The little Colonel had a great voice. His "_Garde à vous!_" roared down the files like a spherical mortar-shell, his "_Chargez!_" might have set dead men and horses up and galloping. Indeed, his nickname among the troopers of his regiment was, I believe, nothing less than "_Bouche à feu!_" When he thundered the answer to Juliette's question, not only did Mademoiselle Bayard leap to her feet, vibrating in every fiber of her slender, rigid body, but the crystal drops of the mantelshelf chandeliers left by the previous tenant danced and tinkled, and the panes of the windows rattled in their frames. What more the Colonel might have said was drowned, as the customary fanfare of trumpets sounded from the Mess, heralding the loyal toast. Then the "Vive l'Empereur!" rang out, and the regimental band crashed into "_Partant Pour La Syrie_," and very soon afterward, from the uncurtained window commanding the barrack-square, lights could be seen moving across the shadowy space as the dispersing officers returned to their quarters or went about their duty, attended by orderlies carrying stable-lanterns of the smoky, smelly, tallow-burning kind. The Colonel's own duty called him elsewhere, and he was glad of it. He muttered an inaudible word, his eyes averted from his daughter; took his cap, gloves, and riding-whip, and strode jingling from the room.
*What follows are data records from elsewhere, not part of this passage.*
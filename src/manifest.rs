//! Bundle manifest and summary types plus boundary validation
//!
//! Validation happens once, at the boundary: a draft accepted by
//! [`BundleDraft::validate`] carries only well-formed paths and hashes,
//! and downstream code relies on that.

use crate::hash::validate_hash;
use crate::merkle::compute_merkle_root;
use crate::{Error, Result};
use serde::{Deserialize, Serialize};
use std::collections::HashSet;

/// Hash algorithm for blob identities. Only SHA-256 is defined by the
/// wire format.
#[derive(Debug, Clone, Copy, PartialEq, Eq, Default, Serialize, Deserialize)]
#[serde(rename_all = "lowercase")]
pub enum HashAlgo {
    #[default]
    Sha256,
}

/// A single file within a bundle: a relative POSIX path bound to a blob
/// by content hash
#[derive(Debug, Clone, PartialEq, Eq, Serialize, Deserialize)]
pub struct FileEntry {
    /// Relative path within the bundle. No leading '/', no '..' segments.
    pub bundle_path: String,
    /// File size in bytes
    pub size_bytes: u64,
    /// Lowercase hex SHA-256 of the file content
    pub hash: String,
    /// Hash algorithm used
    pub hash_algo: HashAlgo,
}

/// Client-submitted manifest draft, validated and completed by the server
#[derive(Debug, Clone, Serialize, Deserialize)]
pub struct BundleDraft {
    /// Optional client-supplied bundle id; duplicates are rejected
    #[serde(default, skip_serializing_if = "Option::is_none")]
    pub id: Option<String>,
    /// Files making up the bundle
    pub files: Vec<FileEntry>,
    /// Hash algorithm used for every entry
    #[serde(default)]
    pub hash_algo: HashAlgo,
    /// Client-computed Merkle root, cross-checked by the server
    #[serde(default, skip_serializing_if = "Option::is_none")]
    pub merkle_root: Option<String>,
}

/// Core bundle metadata, stored without the files list so listings stay
/// proportional to the number of bundles
#[derive(Debug, Clone, PartialEq, Eq, Serialize, Deserialize)]
pub struct BundleSummary {
    /// Time-sortable bundle identifier (ULID)
    pub id: String,
    /// ISO-8601 UTC creation timestamp with trailing 'Z'
    pub created_at: String,
    /// Hash algorithm used
    pub hash_algo: HashAlgo,
    /// Number of files in the bundle
    pub file_count: usize,
    /// Total size of all files in bytes
    pub total_bytes: u64,
    /// Merkle root over the bundle's (path, hash) pairs
    pub merkle_root: String,
}

/// Complete persisted bundle description, including the files list
#[derive(Debug, Clone, Serialize, Deserialize)]
pub struct BundleManifest {
    pub id: String,
    pub created_at: String,
    pub hash_algo: HashAlgo,
    pub file_count: usize,
    pub total_bytes: u64,
    pub merkle_root: String,
    pub files: Vec<FileEntry>,
}

impl BundleManifest {
    /// Project this manifest onto its summary.
    pub fn summary(&self) -> BundleSummary {
        BundleSummary {
            id: self.id.clone(),
            created_at: self.created_at.clone(),
            hash_algo: self.hash_algo,
            file_count: self.file_count,
            total_bytes: self.total_bytes,
            merkle_root: self.merkle_root.clone(),
        }
    }

    /// Merkle root recomputed from the files list.
    pub fn computed_merkle_root(&self) -> String {
        compute_merkle_root(
            self.files
                .iter()
                .map(|f| (f.bundle_path.as_str(), f.hash.as_str())),
        )
    }
}

impl BundleDraft {
    /// Validate every entry's path and hash, and reject duplicate paths.
    pub fn validate(&self) -> Result<()> {
        let mut seen = HashSet::new();
        for entry in &self.files {
            validate_bundle_path(&entry.bundle_path)?;
            validate_hash(&entry.hash)?;
            if !seen.insert(entry.bundle_path.as_str()) {
                return Err(Error::InvalidPath {
                    path: entry.bundle_path.clone(),
                    reason: "duplicate bundle path".to_string(),
                });
            }
        }
        Ok(())
    }

    /// Merkle root over the draft's (path, hash) pairs.
    pub fn computed_merkle_root(&self) -> String {
        compute_merkle_root(
            self.files
                .iter()
                .map(|f| (f.bundle_path.as_str(), f.hash.as_str())),
        )
    }

    /// Sum of the declared file sizes.
    pub fn total_bytes(&self) -> u64 {
        self.files.iter().map(|f| f.size_bytes).sum()
    }
}

/// Validate a bundle-relative path: non-empty, no leading '/', no '..'
/// segment.
pub fn validate_bundle_path(path: &str) -> Result<()> {
    if path.is_empty() {
        return Err(Error::InvalidPath {
            path: path.to_string(),
            reason: "path cannot be empty".to_string(),
        });
    }
    if path.starts_with('/') {
        return Err(Error::InvalidPath {
            path: path.to_string(),
            reason: "path must be relative (no leading '/')".to_string(),
        });
    }
    if path.split('/').any(|segment| segment == "..") {
        return Err(Error::InvalidPath {
            path: path.to_string(),
            reason: "path cannot contain '..'".to_string(),
        });
    }
    Ok(())
}

#[cfg(test)]
mod tests {
    use super::*;
    use pretty_assertions::assert_eq;

    fn entry(path: &str, hash: &str, size: u64) -> FileEntry {
        FileEntry {
            bundle_path: path.to_string(),
            size_bytes: size,
            hash: hash.to_string(),
            hash_algo: HashAlgo::Sha256,
        }
    }

    #[test]
    fn test_path_rules() {
        assert!(validate_bundle_path("a.txt").is_ok());
        assert!(validate_bundle_path("dir/sub/file.bin").is_ok());
        assert!(validate_bundle_path("dotdot..name/ok").is_ok());

        assert!(validate_bundle_path("").is_err());
        assert!(validate_bundle_path("/etc/passwd").is_err());
        assert!(validate_bundle_path("../escape").is_err());
        assert!(validate_bundle_path("a/../b").is_err());
        assert!(validate_bundle_path("a/b/..").is_err());
    }

    #[test]
    fn test_draft_validation() {
        let good = BundleDraft {
            id: None,
            files: vec![
                entry("a.txt", &"a".repeat(64), 1),
                entry("b.txt", &"b".repeat(64), 2),
            ],
            hash_algo: HashAlgo::Sha256,
            merkle_root: None,
        };
        assert!(good.validate().is_ok());
        assert_eq!(good.total_bytes(), 3);

        let dup = BundleDraft {
            files: vec![
                entry("same.txt", &"a".repeat(64), 1),
                entry("same.txt", &"b".repeat(64), 2),
            ],
            ..good.clone()
        };
        assert!(matches!(dup.validate(), Err(Error::InvalidPath { .. })));

        let bad_hash = BundleDraft {
            files: vec![entry("a.txt", "nothex", 1)],
            ..good
        };
        assert!(matches!(bad_hash.validate(), Err(Error::InvalidHash { .. })));
    }

    #[test]
    fn test_hash_algo_wire_format() {
        let json = serde_json::to_string(&HashAlgo::Sha256).unwrap();
        assert_eq!(json, "\"sha256\"");
        let parsed: HashAlgo = serde_json::from_str("\"sha256\"").unwrap();
        assert_eq!(parsed, HashAlgo::Sha256);
        assert!(serde_json::from_str::<HashAlgo>("\"md5\"").is_err());
    }

    #[test]
    fn test_summary_projection() {
        let manifest = BundleManifest {
            id: "01ARZ3NDEKTSV4RRFFQ69G5FAV".to_string(),
            created_at: "2024-01-15T10:30:00Z".to_string(),
            hash_algo: HashAlgo::Sha256,
            file_count: 1,
            total_bytes: 5,
            merkle_root: "c".repeat(64),
            files: vec![entry("a.txt", &"a".repeat(64), 5)],
        };

        let summary = manifest.summary();
        assert_eq!(summary.id, manifest.id);
        assert_eq!(summary.file_count, 1);
        assert_eq!(summary.total_bytes, 5);

        // Summary serialization carries no files field
        let value = serde_json::to_value(&summary).unwrap();
        assert!(value.get("files").is_none());
        assert_eq!(value["hash_algo"], "sha256");
    }
}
Ah, it would need a great artist in words to depict the swift and changing emotions that swelled and wrung the heart of the poor girl he left behind him, and give some adequate idea of the storm that swept over her in that lonely hour. Joy at the discovery that the adored mother of her childish memories yet lived was drowned in anguish at the piercing thought, "_She lives, but not for me!_" Shame burned her cheeks to crimson, grief washed them white again; her heart bounded in her bosom, or sank, heavy as lead. Except Madame Suchard, the soldier's wife who had been engaged to wait upon Mademoiselle de Bayard, and who now might be heard washing up the dinner-plates and dishes in the little kitchen, there was no earthly woman near to whom she might turn for comfort in this her hour of need.